WHAT TO WORK ON: Please go line by line through the material and copy each one containing the word "that".

- Opening Delimiter -

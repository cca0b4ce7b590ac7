use core::future::poll_fn;
use core::task::Poll;

use embassy_sync::blocking_mutex::raw::CriticalSectionRawMutex;
use embassy_sync::mutex::MutexGuard;
use embassy_time::{with_timeout, Duration};
use embedded_hal::i2c::Operation as HalOperation;

use super::{cmd, ctrl, status, BusState, Config, Error, Instance, Operation, State, StateFlags};
use crate::sleep::DeepSleepGuard;

/// Start+stop pulses issued while unjamming the bus.
const RESET_PULSES: usize = 10;

/// Everything a transaction holds while it owns the instance.
///
/// Dropping it releases the instance lock and the deep sleep block.
pub(super) struct Transaction<'d> {
    _lock: MutexGuard<'d, CriticalSectionRawMutex, ()>,
    sleep: Option<DeepSleepGuard>,
}

impl<'d> Transaction<'d> {
    pub(super) fn new(lock: MutexGuard<'d, CriticalSectionRawMutex, ()>, sleep: Option<DeepSleepGuard>) -> Self {
        Self { _lock: lock, sleep }
    }

    pub(super) fn block_deep_sleep(&mut self) {
        if self.sleep.is_none() {
            self.sleep = Some(DeepSleepGuard::new());
        }
    }
}

/// Outcome of one engine step.
#[derive(Copy, Clone, Debug, PartialEq, Eq)]
pub(super) struct Transfer {
    pub count: usize,
    pub error: Option<Error>,
}

/// I2C driver.
///
/// Several handles may share one peripheral instance as long as they share its [`State`]; the
/// instance lock serializes their transactions.
pub struct I2c<'d, R: Instance> {
    pub(super) regs: R,
    pub(super) state: &'d State,
    pub(super) timeout: Duration,
    pub(super) txn: Option<Transaction<'d>>,
}

impl<'d, R: Instance> I2c<'d, R> {
    /// Create a new I2C driver and configure the peripheral.
    pub fn new(regs: R, state: &'d State, config: Config) -> Self {
        let this = Self::new_shared(regs, state, config);
        this.init(config);
        this
    }

    /// Create another handle for an instance that is already configured.
    pub fn new_shared(regs: R, state: &'d State, config: Config) -> Self {
        Self {
            regs,
            state,
            timeout: config.timeout,
            txn: None,
        }
    }

    fn init(&self, config: Config) {
        let regs = &self.regs;

        regs.set_enabled(false);
        regs.set_interrupts(0);
        regs.take_flags();

        regs.set_control(
            ctrl::SLAVE | ctrl::AUTOACK | ctrl::AUTOSE | ctrl::AUTOSN | ctrl::ARBDIS | 0x3 << ctrl::CLHR_SHIFT,
            false,
        );
        regs.set_control(config.clock_ratio.bits() << ctrl::CLHR_SHIFT, true);
        if config.auto_stop_on_nack {
            regs.set_control(ctrl::AUTOSN, true);
        }
        if let Some(address) = config.slave_address {
            regs.set_slave_address(address);
            regs.set_control(ctrl::SLAVE, true);
        }

        // f_SCL = f_clk / ((DIV + 1) * (Nlow + Nhigh))
        let periods = config.clock_ratio.periods();
        let freq = config.frequency.0.max(1);
        let div = (regs.clock().0 / freq + 1).saturating_sub(periods) / periods;
        regs.set_clock_divider(div);

        regs.set_enabled(true);
    }

    /// Whether this handle currently owns the instance.
    pub fn in_transaction(&self) -> bool {
        self.txn.is_some()
    }

    /// Read `buffer.len()` bytes from `address`.
    ///
    /// `start` opens a new transaction, otherwise a repeated start is generated inside the current
    /// one. The last byte is NACKed. Returns the number of bytes received.
    pub async fn read(&mut self, address: u8, buffer: &mut [u8], start: bool, stop: bool) -> usize {
        let op = Operation::addressed(address, true, buffer.len(), start, stop);
        self.read_op(op, buffer, true).await.count
    }

    /// Keep reading in the current transfer without a new address byte.
    pub async fn read_continue(&mut self, buffer: &mut [u8], stop: bool) -> usize {
        let op = Operation::continuation(true, buffer.len(), stop);
        self.read_op(op, buffer, true).await.count
    }

    /// Write `data` to `address`.
    ///
    /// A NACKed byte ends the write early; it is not counted. Returns the number of bytes the
    /// device acknowledged.
    pub async fn write(&mut self, address: u8, data: &[u8], start: bool, stop: bool) -> usize {
        let op = Operation::addressed(address, false, data.len(), start, stop);
        self.write_op(op, data).await.count
    }

    /// Keep writing in the current transfer without a new address byte.
    pub async fn write_continue(&mut self, data: &[u8], stop: bool) -> usize {
        let op = Operation::continuation(false, data.len(), stop);
        self.write_op(op, data).await.count
    }

    /// Recover a hung bus.
    ///
    /// Does nothing but clear the flags when the bus is idle or parked after an ACK. Otherwise the
    /// peripheral is restarted with arbitration disabled and a series of start+stop pulses is
    /// clocked out to release slaves stuck mid-byte. Success only shows in later transactions.
    ///
    /// Outside a transaction this waits for the instance like a transfer would, so other handles
    /// sharing the state are never cut off mid-frame.
    pub async fn reset(&mut self) {
        if self.txn.is_some() {
            return self.reset_bus().await;
        }
        let _lock = self.state.lock.lock().await;
        self.regs.set_irq_enabled(true);
        self.reset_bus().await;
        self.regs.set_interrupts(0);
        self.regs.set_irq_enabled(false);
    }

    pub(super) async fn read_op(&mut self, op: Operation, buffer: &mut [u8], nack_last: bool) -> Transfer {
        let (count, error) = match self.address(op).await {
            Ok(()) => self.read_bytes(buffer, nack_last).await,
            Err(e) => (0, Some(e)),
        };
        self.end_step(op, count, buffer.len(), error)
    }

    pub(super) async fn write_op(&mut self, op: Operation, data: &[u8]) -> Transfer {
        let (count, error) = match self.address(op).await {
            Ok(()) => self.write_bytes(data).await,
            Err(e) => (0, Some(e)),
        };
        self.end_step(op, count, data.len(), error)
    }

    fn end_step(&mut self, op: Operation, count: usize, len: usize, error: Option<Error>) -> Transfer {
        debug_assert!(count <= len);
        if error.is_some() || count != len || op.stop() {
            if self.regs.status().bus_held() {
                self.regs.command(cmd::STOP);
            }
            self.finish();
        }
        Transfer { count, error }
    }

    async fn begin(&mut self) {
        if self.txn.is_some() {
            warn!("start requested inside an open transaction");
            return;
        }
        let state = self.state;
        let lock = state.lock.lock().await;
        debug_assert!(self.regs.interrupts() == 0);
        self.regs.take_flags();
        self.regs.set_irq_enabled(true);
        self.txn = Some(Transaction::new(lock, Some(DeepSleepGuard::new())));
    }

    /// Close the transaction, releasing the instance.
    pub(super) fn finish(&mut self) {
        if let Some(txn) = self.txn.take() {
            self.regs.set_interrupts(0);
            self.regs.set_irq_enabled(false);
            drop(txn);
        }
    }

    /// Wait for `cond`, re-arming `ien` while pending.
    pub(super) async fn wait_until_within(&self, timeout: Duration, ien: u32, mut cond: impl FnMut(&R) -> bool) -> bool {
        let regs = &self.regs;
        let state = self.state;

        let res = with_timeout(
            timeout,
            poll_fn(|cx| {
                state.waker.register(cx.waker());

                if cond(regs) {
                    Poll::Ready(())
                } else {
                    // When pending, (re-)enable interrupts to wake us up.
                    regs.set_interrupts(ien);
                    Poll::Pending
                }
            }),
        )
        .await;

        if res.is_err() {
            self.state.timeouts.increment();
        }
        res.is_ok()
    }

    pub(super) async fn wait_until(&self, ien: u32, cond: impl FnMut(&R) -> bool) -> bool {
        self.wait_until_within(self.timeout, ien, cond).await
    }

    /// Wait for any flag in `mask`, then sample and clear all flags.
    ///
    /// Flags are cleared on timeout as well, which then returns `None`.
    pub(super) async fn wait_flags(&self, mask: u32) -> Option<StateFlags> {
        let ok = self.wait_until(mask, |r| r.flags().any(mask)).await;
        let flags = self.regs.take_flags();
        ok.then_some(flags)
    }

    /// Classify fault flags. `None` if no fault is flagged.
    pub(super) fn handle_error(&self, flags: StateFlags) -> Option<Error> {
        if flags.arbitration_lost() {
            debug!("arbitration lost");
            Some(Error::Arbitration)
        } else if flags.bus_error() {
            debug!("bus error");
            Some(Error::Bus)
        } else if flags.master_stop() && !flags.nack() {
            // with AUTOSN a NACK is followed by our own stop
            Some(Error::MasterStop)
        } else if flags.tx_overflow() {
            error!("TX overflow");
            Some(Error::Overrun)
        } else if flags.rx_underflow() {
            error!("RX underflow");
            Some(Error::Underflow)
        } else if flags.clock_low_timeout() {
            error!("SCL held low, aborting");
            self.regs.command(cmd::ABORT);
            Some(Error::ClockLowTimeout)
        } else if flags.bus_idle_timeout() {
            info!("bus idle timeout");
            Some(Error::BusIdleTimeout)
        } else if flags.clock_error() {
            error!("clock error");
            Some(Error::ClockError)
        } else {
            None
        }
    }

    /// Flags that match no branch of the state machine.
    pub(super) async fn on_unhandled_error(&self, flags: StateFlags) {
        error!("unhandled flags {} in bus state {}", flags, self.regs.status().state());
        self.state.unhandled.increment();
        self.reset_bus().await;
    }

    pub(super) async fn reset_bus(&self) {
        let regs = &self.regs;

        let state = regs.status().state();
        if matches!(state, BusState::Idle | BusState::DataAck) {
            regs.take_flags();
            return;
        }

        self.state.bus_resets.increment();
        error!("bus stuck in {}, resetting", state);

        regs.set_enabled(false);
        regs.set_control(ctrl::ARBDIS, true);
        regs.set_enabled(true);
        regs.command(cmd::ABORT);
        regs.take_flags();

        let pulse_done = |r: &R| r.bus_status() & (status::PSTART | status::PSTOP) == 0;
        let ien = StateFlags::START | StateFlags::MSTOP | StateFlags::BUSERR | StateFlags::ARBLOST;

        for attempt in 0..RESET_PULSES {
            regs.command(cmd::START | cmd::STOP);
            if !self.wait_until(ien, pulse_done).await {
                regs.take_flags();
                error!("reset pulse {} did not post", attempt);
                regs.command(cmd::ABORT);
                self.wait_until(ien, pulse_done).await;
            }
        }

        regs.set_control(ctrl::ARBDIS, false);
        regs.take_flags();
        info!("bus reset complete");
    }

    /// Open (or continue) a transfer: lock, address byte, wait for the acknowledge.
    pub(super) async fn address(&mut self, op: Operation) -> Result<(), Error> {
        if op.start() {
            self.begin().await;
        }

        if self.txn.is_none() {
            error!("transfer without an open transaction");
            return Err(Error::InvalidState);
        }

        let state = self.regs.status().state();
        self.regs.take_flags();

        if op.no_address() {
            // an ACKed read keeps the slave transmitting
            let receiving = op.read() && state == BusState::Data;
            if !matches!(state, BusState::AddrAck | BusState::DataAck) && !receiving {
                error!("cannot continue a transfer in bus state {}", state);
                return Err(Error::InvalidState);
            }
            return Ok(());
        }

        if op.start() {
            if !self
                .wait_until(StateFlags::AWAIT, |r| r.status().state() == BusState::Idle)
                .await
            {
                error!("bus not idle");
                self.reset_bus().await;
            }

            self.regs.command(cmd::CLEARTX);
            while self.regs.bus_status() & status::RXDATAV != 0 {
                self.regs.receive();
            }
            self.regs.command(cmd::ABORT);
            self.regs.take_flags();

            self.regs.send(op.full_address());
            self.regs.command(cmd::START);
        } else {
            if !matches!(state, BusState::Idle | BusState::DataAck) {
                error!("cannot restart in bus state {}", state);
                return Err(Error::InvalidState);
            }
            self.regs.command(cmd::START);
            self.regs.send(op.full_address());
        }

        loop {
            let Some(flags) = self.wait_flags(StateFlags::AWAIT).await else {
                error!("timeout addressing {:#x}", op.address());
                return Err(Error::Timeout);
            };

            if let Some(e) = self.handle_error(flags) {
                return Err(e);
            }
            if flags.nack() {
                trace!("address {:#x} not acknowledged", op.address());
                return Err(Error::Nack);
            }
            if flags.ack() {
                return Ok(());
            }

            self.on_unhandled_error(flags).await;
        }
    }

    async fn read_bytes(&mut self, buffer: &mut [u8], nack_last: bool) -> (usize, Option<Error>) {
        let len = buffer.len();
        let mut count = 0;

        while count < len {
            let Some(flags) = self.wait_flags(StateFlags::AWAIT_NO_ACK).await else {
                error!("timeout reading byte {} of {}", count, len);
                self.reset_bus().await;
                return (count, Some(Error::Timeout));
            };

            if let Some(e) = self.handle_error(flags) {
                return (count, Some(e));
            }

            if flags.data_valid() {
                buffer[count] = self.regs.receive();
                count += 1;
                if count == len && nack_last {
                    self.regs.command(cmd::NACK);
                } else {
                    self.regs.command(cmd::ACK);
                }
            } else {
                self.on_unhandled_error(flags).await;
            }
        }

        (count, None)
    }

    async fn write_bytes(&mut self, data: &[u8]) -> (usize, Option<Error>) {
        for (i, &byte) in data.iter().enumerate() {
            self.regs.send(byte);

            loop {
                let Some(flags) = self.wait_flags(StateFlags::AWAIT).await else {
                    error!("timeout writing byte {} of {}", i, data.len());
                    self.reset_bus().await;
                    return (i, Some(Error::Timeout));
                };

                if let Some(e) = self.handle_error(flags) {
                    return (i, Some(e));
                }
                if flags.nack() {
                    // devices NACK to refuse further data
                    trace!("write ended by NACK after {} bytes", i);
                    return (i, Some(Error::Nack));
                }
                if flags.ack() {
                    break;
                }

                self.on_unhandled_error(flags).await;
            }
        }

        (data.len(), None)
    }
}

- Closing Delimiter -

TASK RESULT:
    /// Create another handle for an instance that is already configured.
    /// Flags that match no branch of the state machine.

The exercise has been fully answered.